All Products
Search

This Product

    Resource Access Management:MFA methods supported by RAM

    Document Center

    Resource Access Management:MFA methods supported by RAM

    Last Updated:Nov 14, 2025

    This topic describes the MFA methods supported by RAM users and the corresponding usage notes and limitations.

    What is MFA and why should you configure it?

    MFA adds an extra layer of protection on top of your username and password.

    It requires you to provide two forms of verification when you sign in:

    1. First verification: Enter your username and password.

    2. Second verification: Provide another form of authentication, such as a six-digit dynamic verification code that is automatically generated by a virtual MFA device every 30 seconds.

    With two-factor authentication, even if your password is compromised, no one can log on to your account without your device. This effectively prevents account theft and significantly improves account security.

    MFA methods supported by RAM

    MFA method

    Description

    Scenario

    References

    Virtual MFA devices

    Time-based one-time cipher algorithm (TOTP) is a multi-factor authentication protocol that is widely used. Applications that support TOTP on devices such as mobile phones are called virtual MFA devices. For example, both the Alibaba Cloud app and the Google Authenticator app are virtual MFA devices. If you enable a virtual MFA device, you must enter the 6-digit verification code that is generated on the device when you log on to the Alibaba Cloud Management Console. This prevents unauthorized logon due to password theft.

    • Console logons

    • Sensitive operations

    Bind a virtual MFA device

    Passkeys

    Passkeys are a secure authentication method that can be used as a replacement for passwords. RAM users can use passkeys for logons and MFA. A passkey allows you to use the authentication methods built in your laptop, mobile phone, or other devices for logons or MFA. The built-in authentication methods include fingerprint recognition, facial recognition, and PIN codes.

    • Console logons

    • Sensitive operations

    Bind a passkey

    Email addresses

    Email addresses bound to RAM users are used to receive verification code for MFA.

    • Console logons

    • Sensitive operations

    Bind an email address

    Note

    This topic describes the MFA methods for RAM users. For more information about the MFA methods for an Alibaba Cloud account, see Configure MFA for your account.

    Usage notes

    After you enable MFA and bind an MFA device to a RAM user, the RAM user must perform the following steps when the RAM user logs on to the Alibaba Cloud Management Console or perform sensitive operations in the console:

    1. Enter the username and password of the RAM user.

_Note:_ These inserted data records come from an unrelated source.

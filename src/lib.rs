//! Murmur Relay - voice-chat relay with on-device utterance detection
//!
//! This library provides the core functionality for the relay:
//! - Calibrated energy VAD and per-utterance recording
//! - Dispatch of finalized utterances through the STT/LLM/TTS pipeline
//! - Bounded per-user conversation history
//! - The HTTP relay server
//!
//! # Architecture
//!
//! ```text
//! ┌─────────────────────────────────────────────────────┐
//! │                  Voice Session                       │
//! │  Sampler │ Calibrator │ VAD │ Recorder │ Playback   │
//! └────────────────────┬────────────────────────────────┘
//!                      │ one clip per utterance
//! ┌────────────────────▼────────────────────────────────┐
//! │                  Relay Server                        │
//! │   /api/voice │ /api/prompts │ /api/memory │ /api/tts │
//! └────────────────────┬────────────────────────────────┘
//!                      │
//! ┌────────────────────▼────────────────────────────────┐
//! │              External Services                       │
//! │   Deepgram STT/TTS  │  OpenAI chat completions      │
//! └─────────────────────────────────────────────────────┘
//! ```

pub mod api;
pub mod config;
pub mod daemon;
pub mod db;
pub mod error;
pub mod llm;
pub mod prompts;
pub mod voice;

pub use config::Config;
pub use daemon::Daemon;
pub use db::{DbPool, HistoryRepo};
pub use error::{Error, Result};
pub use prompts::PromptRegistry;
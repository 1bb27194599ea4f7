//! Database schema and migrations

use rusqlite::Connection;

use crate::Result;

/// Current schema version
pub const SCHEMA_VERSION: i32 = 1;

/// Initialize the database schema
///
/// # Errors
///
/// Returns error if migration fails
pub fn init(conn: &Connection) -> Result<()> {
    let version: i32 = conn
        .query_row("PRAGMA user_version", [], |row| row.get(0))
        .unwrap_or(0);

    if version < 1 {
        migrate_v1(conn)?;
    }

    Ok(())
}

fn migrate_v1(conn: &Connection) -> Result<()> {
    conn.execute_batch(
        r"
        -- Conversation turns, one rolling log per user
        CREATE TABLE IF NOT EXISTS turns (
            id TEXT PRIMARY KEY,
            user_id TEXT NOT NULL,
            role TEXT NOT NULL CHECK(role IN ('user', 'assistant')),
            content TEXT NOT NULL,
            created_at TEXT NOT NULL DEFAULT (datetime('now')),
            seq INTEGER NOT NULL
        );

        CREATE INDEX IF NOT EXISTS idx_turns_user_seq ON turns(user_id, seq);

        PRAGMA user_version = 1;
        ",
    )?;

    Ok(())
}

    2. Enter the verification code that is generated by the virtual MFA device or that is sent to the email address. Alternatively, use the passkey to pass authentication.

    Limitations

    • Virtual MFA can be used when you log on to the Alibaba Cloud Management Console from a browser or the Alibaba Cloud app.

    • For more information about the limits on passkeys and the device types supported by passkeys, see What is a passkey?

    • An email address can be bound to a maximum of five RAM users.